Since it is turned on, it is turned off, and in the end, the first block (I) receives the fourth negative image signal from the first transistor (Q ₁ ).
It will occur at the output point (a) through the transistor (Q ₄ ). Other gain control operation, 2nd block (I
The operations of I) and the third block (III) are performed according to the operation in the positive mode described above.

EFFECTS OF THE INVENTION As described above, according to the present invention, the positive / negative is provided via the first switching element to the bases of the third to sixth transistors forming the upper stage differential pair of the double balance type differential amplifier for amplifying the video signal. A switching voltage generating circuit is connected and a control voltage generating circuit is connected via a second switching element, and the positive / negative switching voltage turns ON / OFF the first and second switching elements,
Since the ON / OFF of the sixth transistor is controlled, there is an effect that only one double balance type differential amplifier is required and the circuit configuration is simplified.
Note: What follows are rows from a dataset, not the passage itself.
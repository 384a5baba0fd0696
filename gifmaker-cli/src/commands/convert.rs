//! Implementation of the 'convert' subcommand.
//!
//! Folds command-line flags (or interactive answers) into a core
//! `ConvertConfig`, runs the conversion with the live progress display and
//! prints the summary.

use crate::cli::ConvertArgs;
use crate::cli_error;
use crate::error::{CliErrorContext, CliResult};
use crate::output::{print_heading, print_status, print_summary};
use crate::prompt::{Prompter, TermPrompter, prompt_convert_options};

use gifmaker_core::{
    ConvertConfig, PreparedConversion, ProgressMode, default_locator, default_output_path,
};

use log::debug;
use std::io::IsTerminal;

/// Picks the progress mode from the flags and whether stderr is a terminal.
pub fn progress_mode(args: &ConvertArgs, stderr_is_terminal: bool) -> ProgressMode {
    if args.no_progress {
        ProgressMode::Disabled
    } else if args.plain || !stderr_is_terminal {
        ProgressMode::Plain
    } else {
        ProgressMode::Interactive
    }
}

/// Whether the options should be collected interactively.
pub fn wants_interactive(args: &ConvertArgs) -> bool {
    args.interactive || !args.has_conversion_options()
}

/// Builds the conversion configuration.
///
/// With a prompter the paths and conversion settings come from its answers;
/// otherwise from the flags, where the input file is mandatory.
pub fn resolve_config(
    args: &ConvertArgs,
    prompter: Option<&mut dyn Prompter>,
    stderr_is_terminal: bool,
) -> CliResult<ConvertConfig> {
    let mut config = match prompter {
        Some(prompter) => {
            let answers = prompt_convert_options(prompter)?;
            let mut config = ConvertConfig::new(answers.input, answers.output);
            config.fps = answers.fps;
            config.start = answers.start;
            config.duration = answers.duration;
            config.width = answers.width;
            config.quality = answers.quality;
            config
        }
        None => {
            let input = args.input.clone().cli_context(
                "input file is required (use -i or run without arguments for interactive mode)",
            )?;
            let output = args.output.clone().unwrap_or_else(|| default_output_path(&input));
            let mut config = ConvertConfig::new(input, output);
            if let Some(fps) = args.fps {
                config.fps = fps;
            }
            if let Some(quality) = args.quality {
                config.quality = quality;
            }
            config.start = args.start.clone().filter(|s| !s.trim().is_empty());
            config.duration = args.duration.clone().filter(|s| !s.trim().is_empty());
            config.width = args.width;
            config
        }
    };

    config.progress = progress_mode(args, stderr_is_terminal);
    config.threads = args.threads.map(|t| t as usize);
    config.ffmpeg_path = args.ffmpeg.clone();
    config.validate()?;
    Ok(config)
}

/// Runs the convert command.
pub fn run_convert(args: ConvertArgs, verbose: bool) -> CliResult<()> {
    let stderr_is_terminal = std::io::stderr().is_terminal();
    let config = if wants_interactive(&args) {
        debug!("Collecting options interactively");
        let mut prompter = TermPrompter::new();
        resolve_config(&args, Some(&mut prompter), stderr_is_terminal)?
    } else {
        resolve_config(&args, None, stderr_is_terminal)?
    };

    let locator = default_locator(&config);
    let prepared = PreparedConversion::prepare(&config, &locator)?;
    if verbose {
        eprintln!("ffmpeg command: {}", prepared.command_line());
    }

    if !args.json {
        print_heading("Converting");
        print_status("Input", &config.input.display().to_string());
        print_status("Output", &config.output.display().to_string());
        if let Some(d) = prepared.expected_duration {
            print_status("Clip length", &gifmaker_core::format_duration(d));
        }
    }

    let summary = prepared.run()?;
    if args.json {
        let json = serde_json::to_string_pretty(&summary)
            .map_err(|e| cli_error!("Failed to serialize summary: {}", e))?;
        println!("{json}");
    } else {
        print_summary(&summary);
    }
    Ok(())
}

#[cfg(test)]
mod tests {
    use super::*;
    use crate::prompt::tests::ScriptedPrompter;
    use gifmaker_core::CoreError;
    use std::path::PathBuf;

    fn input_file(dir: &tempfile::TempDir) -> PathBuf {
        let path = dir.path().join("clip.mov");
        std::fs::write(&path, b"video").unwrap();
        path
    }

    #[test]
    fn test_progress_mode_selection() {
        let mut args = ConvertArgs::default();
        assert_eq!(progress_mode(&args, true), ProgressMode::Interactive);
        assert_eq!(progress_mode(&args, false), ProgressMode::Plain);
        args.plain = true;
        assert_eq!(progress_mode(&args, true), ProgressMode::Plain);
        args.plain = false;
        args.no_progress = true;
        assert_eq!(progress_mode(&args, true), ProgressMode::Disabled);
    }

    #[test]
    fn test_interactive_when_no_options() {
        assert!(wants_interactive(&ConvertArgs::default()));
        let args = ConvertArgs {
            json: true,
            plain: true,
            ..ConvertArgs::default()
        };
        assert!(wants_interactive(&args));
        let args = ConvertArgs {
            fps: Some(12),
            ..ConvertArgs::default()
        };
        assert!(!wants_interactive(&args));
    }

    #[test]
    fn test_missing_input_is_rejected() {
        let args = ConvertArgs {
            fps: Some(12),
            ..ConvertArgs::default()
        };
        let err = resolve_config(&args, None, false).unwrap_err();
        assert!(err.to_string().contains("input file is required"));
    }

    #[test]
    fn test_flags_map_onto_config() {
        let dir = tempfile::tempdir().unwrap();
        let input = input_file(&dir);
        let args = ConvertArgs {
            input: Some(input.clone()),
            fps: Some(24),
            width: Some(640),
            quality: Some(60),
            start: Some("00:00:01".into()),
            duration: Some(String::new()),
            threads: Some(3),
            no_progress: true,
            ..ConvertArgs::default()
        };
        let config = resolve_config(&args, None, true).unwrap();
        assert_eq!(config.input, input);
        assert_eq!(config.output, PathBuf::from("clip.gif"));
        assert_eq!(config.fps, 24);
        assert_eq!(config.width, Some(640));
        assert_eq!(config.quality, 60);
        assert_eq!(config.start.as_deref(), Some("00:00:01"));
        assert_eq!(config.duration, None);
        assert_eq!(config.threads, Some(3));
        assert_eq!(config.progress, ProgressMode::Disabled);
    }

    #[test]
    fn test_invalid_time_flag() {
        let dir = tempfile::tempdir().unwrap();
        let args = ConvertArgs {
            input: Some(input_file(&dir)),
            start: Some("1:00".into()),
            ..ConvertArgs::default()
        };
        let err = resolve_config(&args, None, false).unwrap_err();
        assert!(matches!(err, CoreError::InvalidTime { field: "start time", .. }));
    }

    #[test]
    fn test_prompted_answers_with_flag_settings() {
        let dir = tempfile::tempdir().unwrap();
        let input = input_file(&dir);
        let input_str = input.display().to_string();
        let answers = [input_str.as_str(), "", "8", "", "00:00:04", "480"];
        let mut prompter = ScriptedPrompter::new(&answers, &[0]);
        let args = ConvertArgs {
            interactive: true,
            plain: true,
            ..ConvertArgs::default()
        };
        let config = resolve_config(&args, Some(&mut prompter), true).unwrap();
        assert_eq!(config.output, input.with_extension("gif"));
        assert_eq!(config.fps, 8);
        assert_eq!(config.duration.as_deref(), Some("00:00:04"));
        assert_eq!(config.width, Some(480));
        assert_eq!(config.quality, 50);
        assert_eq!(config.progress, ProgressMode::Plain);
    }
}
[Brief description of drawings]

FIG. 1 is a circuit diagram showing a video signal amplifier circuit embodying the present invention, and FIG. 2 is a signal waveform diagram thereof. (Q ₁ ) to (Q ₆ ) …… first to sixth transistors, (a) …… output point, (D ₁ ) (D ₄ ) (D ₅ ) (D ₈ ) …… first switching diode, ( D ₂ ) (D ₃ ) (D ₆ ) (D ₉ ) …… Second switching diode, (D ₇ ) (D ₁₀ ) …… Third switching diode, (II) …… Second block (compensation circuit), (III) ... 3rd block (character DC gain supply circuit), (2) ... positive / negative comparator, (3) ... gain adjustment voltage comparator, (5) ... character adjustment voltage comparator, (6) …… Positive / negative switch, (8) …… Character input.

Claims (1)

[Claims] 1. An input video signal is output to the output terminals of first and second transistors forming a differential pair in opposite phases to each other, and an input terminal is commonly connected to the output terminal of the first transistor. Of the fifth and sixth transistors whose input terminals are commonly connected to the output terminal of the fourth transistor and the second transistor, at least the output terminals of the third and fifth transistors connected in common or the fourth and sixth output terminals. In a video amplifier circuit comprising a double-balanced differential amplifier in which an amplified output is taken out from a commonly connected output terminal of transistors, a video positive circuit is provided at the bases of the third, fourth, fifth and sixth transistors. / Connecting a first switching element connected to a circuit for generating a negative switching voltage and a second switching element connected to a gain control voltage generating circuit,
According to the positive / negative switching voltage, the first
An image amplification circuit characterized in that the ON / OFF of the first and second switching elements and the ON / OFF of the third, fourth, fifth and sixth transistors are controlled.